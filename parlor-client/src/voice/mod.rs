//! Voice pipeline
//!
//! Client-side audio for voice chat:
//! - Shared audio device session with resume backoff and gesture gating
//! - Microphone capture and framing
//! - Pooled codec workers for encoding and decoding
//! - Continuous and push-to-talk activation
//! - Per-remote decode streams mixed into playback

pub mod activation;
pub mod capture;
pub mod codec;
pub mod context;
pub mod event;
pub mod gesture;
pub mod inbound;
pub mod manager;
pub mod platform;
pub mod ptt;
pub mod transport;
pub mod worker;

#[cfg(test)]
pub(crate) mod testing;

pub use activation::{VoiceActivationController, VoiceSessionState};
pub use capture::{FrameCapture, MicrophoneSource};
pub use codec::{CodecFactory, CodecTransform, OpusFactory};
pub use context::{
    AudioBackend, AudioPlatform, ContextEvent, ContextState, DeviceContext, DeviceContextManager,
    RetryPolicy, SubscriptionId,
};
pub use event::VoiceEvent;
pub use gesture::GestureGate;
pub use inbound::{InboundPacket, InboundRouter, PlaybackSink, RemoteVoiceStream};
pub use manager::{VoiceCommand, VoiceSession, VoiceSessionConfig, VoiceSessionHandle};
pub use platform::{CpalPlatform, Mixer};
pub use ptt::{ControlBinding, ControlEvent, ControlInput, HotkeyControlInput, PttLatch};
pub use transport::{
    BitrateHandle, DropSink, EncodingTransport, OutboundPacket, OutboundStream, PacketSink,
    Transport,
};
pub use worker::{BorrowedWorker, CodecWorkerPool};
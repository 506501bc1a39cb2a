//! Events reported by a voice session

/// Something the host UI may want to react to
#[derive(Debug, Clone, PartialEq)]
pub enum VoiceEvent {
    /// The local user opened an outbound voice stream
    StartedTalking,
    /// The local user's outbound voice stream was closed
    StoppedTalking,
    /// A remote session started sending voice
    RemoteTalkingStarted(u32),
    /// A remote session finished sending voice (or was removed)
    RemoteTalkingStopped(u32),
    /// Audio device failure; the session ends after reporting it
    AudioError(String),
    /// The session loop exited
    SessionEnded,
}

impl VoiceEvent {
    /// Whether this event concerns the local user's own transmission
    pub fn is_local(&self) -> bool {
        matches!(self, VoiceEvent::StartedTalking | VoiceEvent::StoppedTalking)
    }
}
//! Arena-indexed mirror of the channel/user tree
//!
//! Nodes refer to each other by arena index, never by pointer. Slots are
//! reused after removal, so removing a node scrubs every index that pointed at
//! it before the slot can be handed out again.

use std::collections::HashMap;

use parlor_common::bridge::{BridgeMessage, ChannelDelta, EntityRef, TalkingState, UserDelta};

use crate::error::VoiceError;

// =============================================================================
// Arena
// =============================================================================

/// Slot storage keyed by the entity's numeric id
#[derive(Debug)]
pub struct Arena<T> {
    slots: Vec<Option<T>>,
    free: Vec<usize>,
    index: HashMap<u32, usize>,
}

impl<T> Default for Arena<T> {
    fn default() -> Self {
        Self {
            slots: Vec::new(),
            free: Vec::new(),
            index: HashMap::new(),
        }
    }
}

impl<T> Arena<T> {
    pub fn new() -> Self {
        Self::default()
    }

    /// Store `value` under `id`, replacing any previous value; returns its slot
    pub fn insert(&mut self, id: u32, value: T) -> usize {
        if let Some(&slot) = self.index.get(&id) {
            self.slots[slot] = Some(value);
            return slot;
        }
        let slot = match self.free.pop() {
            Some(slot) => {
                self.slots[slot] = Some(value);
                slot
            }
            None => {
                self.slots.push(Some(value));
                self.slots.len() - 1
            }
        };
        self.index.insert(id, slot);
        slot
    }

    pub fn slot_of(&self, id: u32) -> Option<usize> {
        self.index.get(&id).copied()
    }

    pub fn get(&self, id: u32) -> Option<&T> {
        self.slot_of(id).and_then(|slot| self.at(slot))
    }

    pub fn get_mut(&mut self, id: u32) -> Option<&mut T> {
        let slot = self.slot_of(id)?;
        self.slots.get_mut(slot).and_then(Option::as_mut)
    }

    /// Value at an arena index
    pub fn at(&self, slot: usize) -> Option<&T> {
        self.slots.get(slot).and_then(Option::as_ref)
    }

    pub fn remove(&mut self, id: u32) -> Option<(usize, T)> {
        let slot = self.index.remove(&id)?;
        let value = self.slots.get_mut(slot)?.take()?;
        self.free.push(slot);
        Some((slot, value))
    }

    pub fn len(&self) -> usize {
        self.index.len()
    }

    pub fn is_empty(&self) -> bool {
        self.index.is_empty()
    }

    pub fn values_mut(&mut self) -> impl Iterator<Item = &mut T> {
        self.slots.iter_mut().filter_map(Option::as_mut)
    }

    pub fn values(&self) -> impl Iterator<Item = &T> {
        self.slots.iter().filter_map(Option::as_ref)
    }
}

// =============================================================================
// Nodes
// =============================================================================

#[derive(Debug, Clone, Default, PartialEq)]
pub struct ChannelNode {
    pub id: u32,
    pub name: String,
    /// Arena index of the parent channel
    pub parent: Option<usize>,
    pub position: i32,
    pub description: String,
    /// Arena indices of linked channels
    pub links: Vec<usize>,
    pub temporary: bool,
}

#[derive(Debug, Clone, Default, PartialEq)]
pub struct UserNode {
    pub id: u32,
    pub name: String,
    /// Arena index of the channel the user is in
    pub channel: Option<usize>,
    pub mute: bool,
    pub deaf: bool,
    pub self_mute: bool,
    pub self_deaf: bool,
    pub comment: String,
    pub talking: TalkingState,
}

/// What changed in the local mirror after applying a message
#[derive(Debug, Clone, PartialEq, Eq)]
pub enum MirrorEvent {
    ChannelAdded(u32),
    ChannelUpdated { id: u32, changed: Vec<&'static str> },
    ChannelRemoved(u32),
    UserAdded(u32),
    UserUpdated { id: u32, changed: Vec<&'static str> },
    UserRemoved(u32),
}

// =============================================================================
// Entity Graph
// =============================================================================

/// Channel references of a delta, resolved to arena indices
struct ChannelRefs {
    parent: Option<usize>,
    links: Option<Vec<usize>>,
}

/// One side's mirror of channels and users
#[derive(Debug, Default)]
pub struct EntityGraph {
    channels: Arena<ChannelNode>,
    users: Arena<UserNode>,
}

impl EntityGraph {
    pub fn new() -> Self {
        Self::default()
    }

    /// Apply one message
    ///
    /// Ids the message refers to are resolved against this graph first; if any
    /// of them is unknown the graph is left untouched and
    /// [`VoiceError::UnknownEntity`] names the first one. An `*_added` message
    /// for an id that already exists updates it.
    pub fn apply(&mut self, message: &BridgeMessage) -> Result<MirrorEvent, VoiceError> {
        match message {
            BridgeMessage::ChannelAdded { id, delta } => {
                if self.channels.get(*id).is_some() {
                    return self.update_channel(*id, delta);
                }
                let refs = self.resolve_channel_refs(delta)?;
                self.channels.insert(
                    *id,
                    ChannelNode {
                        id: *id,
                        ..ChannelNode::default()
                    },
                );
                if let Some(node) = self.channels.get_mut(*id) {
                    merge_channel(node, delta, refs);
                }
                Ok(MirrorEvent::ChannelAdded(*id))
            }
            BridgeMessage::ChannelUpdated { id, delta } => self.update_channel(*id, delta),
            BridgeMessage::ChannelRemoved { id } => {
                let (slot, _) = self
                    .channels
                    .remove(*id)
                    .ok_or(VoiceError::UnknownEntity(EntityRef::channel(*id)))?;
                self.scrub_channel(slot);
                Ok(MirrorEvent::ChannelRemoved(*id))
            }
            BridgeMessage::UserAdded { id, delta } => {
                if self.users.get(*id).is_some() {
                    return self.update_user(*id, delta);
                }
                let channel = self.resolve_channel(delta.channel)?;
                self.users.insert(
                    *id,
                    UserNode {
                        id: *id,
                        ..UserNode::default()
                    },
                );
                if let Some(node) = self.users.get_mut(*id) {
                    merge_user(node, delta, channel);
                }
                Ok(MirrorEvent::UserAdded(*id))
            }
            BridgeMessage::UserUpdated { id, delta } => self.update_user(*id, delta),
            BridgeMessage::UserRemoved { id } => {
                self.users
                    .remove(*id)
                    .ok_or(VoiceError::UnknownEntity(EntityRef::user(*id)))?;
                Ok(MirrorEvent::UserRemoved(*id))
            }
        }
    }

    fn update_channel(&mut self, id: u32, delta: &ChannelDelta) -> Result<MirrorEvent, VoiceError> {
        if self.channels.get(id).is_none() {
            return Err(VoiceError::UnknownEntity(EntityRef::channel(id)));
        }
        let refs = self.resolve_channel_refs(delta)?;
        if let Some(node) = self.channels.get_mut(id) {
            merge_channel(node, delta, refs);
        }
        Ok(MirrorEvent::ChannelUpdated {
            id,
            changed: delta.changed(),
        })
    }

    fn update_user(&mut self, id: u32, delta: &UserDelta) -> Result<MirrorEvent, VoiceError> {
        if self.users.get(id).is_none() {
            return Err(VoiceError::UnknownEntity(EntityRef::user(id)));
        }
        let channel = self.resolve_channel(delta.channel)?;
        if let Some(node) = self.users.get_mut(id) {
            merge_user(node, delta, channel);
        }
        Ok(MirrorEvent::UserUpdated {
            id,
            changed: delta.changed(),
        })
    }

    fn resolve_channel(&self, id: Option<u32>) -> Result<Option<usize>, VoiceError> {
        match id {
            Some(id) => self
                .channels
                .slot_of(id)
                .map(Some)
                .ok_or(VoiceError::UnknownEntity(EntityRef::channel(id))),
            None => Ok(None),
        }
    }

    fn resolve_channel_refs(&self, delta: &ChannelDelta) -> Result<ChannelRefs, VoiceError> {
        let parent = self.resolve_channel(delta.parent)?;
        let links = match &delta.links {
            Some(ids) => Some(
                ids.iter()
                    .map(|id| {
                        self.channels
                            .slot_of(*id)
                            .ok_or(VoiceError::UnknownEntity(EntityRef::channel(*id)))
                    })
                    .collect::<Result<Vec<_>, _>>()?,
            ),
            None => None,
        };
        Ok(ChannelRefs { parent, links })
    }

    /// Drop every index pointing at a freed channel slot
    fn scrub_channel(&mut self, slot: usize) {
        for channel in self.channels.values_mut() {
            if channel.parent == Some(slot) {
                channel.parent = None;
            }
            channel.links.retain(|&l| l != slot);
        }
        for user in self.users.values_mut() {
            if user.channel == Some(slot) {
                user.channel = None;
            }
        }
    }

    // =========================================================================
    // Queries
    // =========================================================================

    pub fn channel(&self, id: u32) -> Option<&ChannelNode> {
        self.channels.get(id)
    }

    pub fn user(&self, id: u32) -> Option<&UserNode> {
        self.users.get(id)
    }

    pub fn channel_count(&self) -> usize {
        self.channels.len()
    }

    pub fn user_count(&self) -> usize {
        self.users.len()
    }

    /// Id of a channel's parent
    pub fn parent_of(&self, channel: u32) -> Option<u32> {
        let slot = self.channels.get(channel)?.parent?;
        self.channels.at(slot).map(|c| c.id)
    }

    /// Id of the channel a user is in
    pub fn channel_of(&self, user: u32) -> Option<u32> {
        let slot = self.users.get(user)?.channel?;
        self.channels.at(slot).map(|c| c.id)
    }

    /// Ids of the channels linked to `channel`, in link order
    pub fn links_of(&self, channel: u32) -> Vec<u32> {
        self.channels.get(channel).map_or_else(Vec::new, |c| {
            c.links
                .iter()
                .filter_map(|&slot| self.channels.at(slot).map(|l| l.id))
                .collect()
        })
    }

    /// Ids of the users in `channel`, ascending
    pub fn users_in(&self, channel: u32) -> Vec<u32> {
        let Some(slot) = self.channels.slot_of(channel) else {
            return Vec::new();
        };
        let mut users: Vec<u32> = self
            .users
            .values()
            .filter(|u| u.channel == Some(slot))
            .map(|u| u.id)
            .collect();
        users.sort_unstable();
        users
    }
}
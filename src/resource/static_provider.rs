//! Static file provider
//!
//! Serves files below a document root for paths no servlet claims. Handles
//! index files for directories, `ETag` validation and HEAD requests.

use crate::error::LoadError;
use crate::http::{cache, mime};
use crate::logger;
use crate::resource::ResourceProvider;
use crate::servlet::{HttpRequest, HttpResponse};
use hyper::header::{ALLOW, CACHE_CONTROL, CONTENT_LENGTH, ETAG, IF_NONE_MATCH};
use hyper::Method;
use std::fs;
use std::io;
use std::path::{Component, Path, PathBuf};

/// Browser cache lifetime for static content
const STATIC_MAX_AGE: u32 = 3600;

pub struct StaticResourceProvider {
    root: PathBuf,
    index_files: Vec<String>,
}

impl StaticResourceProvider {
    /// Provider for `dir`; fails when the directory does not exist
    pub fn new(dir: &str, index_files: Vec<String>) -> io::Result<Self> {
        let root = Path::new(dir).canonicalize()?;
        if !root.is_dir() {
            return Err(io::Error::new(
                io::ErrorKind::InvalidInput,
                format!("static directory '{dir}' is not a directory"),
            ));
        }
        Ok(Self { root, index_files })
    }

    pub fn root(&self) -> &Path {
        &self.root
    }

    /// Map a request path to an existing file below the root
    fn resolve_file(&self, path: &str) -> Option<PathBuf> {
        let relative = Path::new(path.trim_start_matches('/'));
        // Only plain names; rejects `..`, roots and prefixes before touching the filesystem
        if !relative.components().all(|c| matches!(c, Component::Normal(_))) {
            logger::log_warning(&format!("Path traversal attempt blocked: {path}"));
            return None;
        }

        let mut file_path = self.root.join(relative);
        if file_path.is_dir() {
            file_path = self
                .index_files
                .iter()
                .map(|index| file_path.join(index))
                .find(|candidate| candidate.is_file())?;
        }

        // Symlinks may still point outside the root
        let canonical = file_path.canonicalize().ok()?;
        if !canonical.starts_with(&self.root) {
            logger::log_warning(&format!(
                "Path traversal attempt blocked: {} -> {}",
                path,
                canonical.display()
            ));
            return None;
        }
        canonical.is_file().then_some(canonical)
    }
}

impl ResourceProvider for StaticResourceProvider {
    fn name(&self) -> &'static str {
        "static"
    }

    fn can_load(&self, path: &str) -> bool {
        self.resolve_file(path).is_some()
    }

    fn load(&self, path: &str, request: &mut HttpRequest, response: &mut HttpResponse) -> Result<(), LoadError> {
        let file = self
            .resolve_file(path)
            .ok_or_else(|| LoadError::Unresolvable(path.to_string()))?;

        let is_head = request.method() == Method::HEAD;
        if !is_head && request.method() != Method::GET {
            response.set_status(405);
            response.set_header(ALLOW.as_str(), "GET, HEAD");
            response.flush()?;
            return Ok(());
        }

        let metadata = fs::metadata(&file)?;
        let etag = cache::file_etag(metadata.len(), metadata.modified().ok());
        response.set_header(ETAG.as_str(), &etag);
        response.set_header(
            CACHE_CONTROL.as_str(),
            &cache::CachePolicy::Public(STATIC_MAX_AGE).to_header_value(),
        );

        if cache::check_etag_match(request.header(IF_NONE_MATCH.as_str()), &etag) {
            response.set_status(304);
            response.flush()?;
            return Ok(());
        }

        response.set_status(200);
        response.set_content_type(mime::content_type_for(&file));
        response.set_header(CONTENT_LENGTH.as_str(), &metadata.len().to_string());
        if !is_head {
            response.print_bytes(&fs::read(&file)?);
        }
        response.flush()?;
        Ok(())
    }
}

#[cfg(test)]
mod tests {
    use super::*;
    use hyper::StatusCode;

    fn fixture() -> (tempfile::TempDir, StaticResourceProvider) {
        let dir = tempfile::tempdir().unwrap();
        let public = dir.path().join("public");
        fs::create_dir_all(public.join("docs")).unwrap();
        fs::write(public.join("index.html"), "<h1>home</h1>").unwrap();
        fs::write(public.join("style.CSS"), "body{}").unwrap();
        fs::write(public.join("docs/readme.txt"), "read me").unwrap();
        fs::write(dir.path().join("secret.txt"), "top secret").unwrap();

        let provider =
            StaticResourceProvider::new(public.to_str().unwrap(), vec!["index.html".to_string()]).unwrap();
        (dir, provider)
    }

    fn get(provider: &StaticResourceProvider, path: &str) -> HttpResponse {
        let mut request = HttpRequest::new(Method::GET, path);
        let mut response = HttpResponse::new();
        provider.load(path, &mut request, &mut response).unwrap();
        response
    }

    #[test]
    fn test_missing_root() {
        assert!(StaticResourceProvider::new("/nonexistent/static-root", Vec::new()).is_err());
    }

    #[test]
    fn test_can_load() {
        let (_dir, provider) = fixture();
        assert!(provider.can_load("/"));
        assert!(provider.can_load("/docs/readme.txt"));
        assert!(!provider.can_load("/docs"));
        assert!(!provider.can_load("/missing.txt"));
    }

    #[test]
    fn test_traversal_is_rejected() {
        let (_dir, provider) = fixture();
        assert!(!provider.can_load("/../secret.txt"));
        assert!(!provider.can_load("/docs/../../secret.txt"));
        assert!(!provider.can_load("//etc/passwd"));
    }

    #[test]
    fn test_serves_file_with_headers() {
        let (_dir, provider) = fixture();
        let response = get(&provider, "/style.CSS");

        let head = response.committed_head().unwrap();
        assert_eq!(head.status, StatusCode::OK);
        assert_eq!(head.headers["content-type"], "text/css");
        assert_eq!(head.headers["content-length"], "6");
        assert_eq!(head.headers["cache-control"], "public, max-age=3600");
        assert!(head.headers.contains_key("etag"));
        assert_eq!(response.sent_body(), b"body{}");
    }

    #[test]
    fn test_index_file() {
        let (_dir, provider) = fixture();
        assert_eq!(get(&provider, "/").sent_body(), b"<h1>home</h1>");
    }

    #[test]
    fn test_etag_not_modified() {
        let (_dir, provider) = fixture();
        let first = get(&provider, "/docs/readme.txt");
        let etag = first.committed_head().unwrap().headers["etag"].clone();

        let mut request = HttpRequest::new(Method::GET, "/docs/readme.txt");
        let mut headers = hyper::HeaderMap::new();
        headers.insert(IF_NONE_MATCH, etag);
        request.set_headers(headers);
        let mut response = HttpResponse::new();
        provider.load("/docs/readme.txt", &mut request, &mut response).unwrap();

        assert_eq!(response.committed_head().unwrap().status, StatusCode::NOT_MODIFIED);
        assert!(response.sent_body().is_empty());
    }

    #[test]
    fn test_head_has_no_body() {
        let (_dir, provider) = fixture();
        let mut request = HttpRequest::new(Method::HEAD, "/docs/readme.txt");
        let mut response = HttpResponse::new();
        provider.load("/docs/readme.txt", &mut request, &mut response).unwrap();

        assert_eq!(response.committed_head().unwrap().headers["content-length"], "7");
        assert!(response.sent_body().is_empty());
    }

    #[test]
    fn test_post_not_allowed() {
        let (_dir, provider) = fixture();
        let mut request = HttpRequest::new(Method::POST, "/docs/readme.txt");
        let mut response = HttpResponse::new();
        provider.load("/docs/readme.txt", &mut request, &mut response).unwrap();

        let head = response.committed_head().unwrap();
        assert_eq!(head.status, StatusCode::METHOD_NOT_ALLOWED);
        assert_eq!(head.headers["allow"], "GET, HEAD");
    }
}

__Task requirements__
Find each line above that contains "MirrorEvent", and copy those lines.

__Response to the exercise__
pub enum MirrorEvent {
    pub fn apply(&mut self, message: &BridgeMessage) -> Result<MirrorEvent, VoiceError> {
                Ok(MirrorEvent::ChannelAdded(*id))
                Ok(MirrorEvent::ChannelRemoved(*id))
                Ok(MirrorEvent::UserAdded(*id))
                Ok(MirrorEvent::UserRemoved(*id))
    fn update_channel(&mut self, id: u32, delta: &ChannelDelta) -> Result<MirrorEvent, VoiceError> {
        Ok(MirrorEvent::ChannelUpdated {
    fn update_user(&mut self, id: u32, delta: &UserDelta) -> Result<MirrorEvent, VoiceError> {
        Ok(MirrorEvent::UserUpdated {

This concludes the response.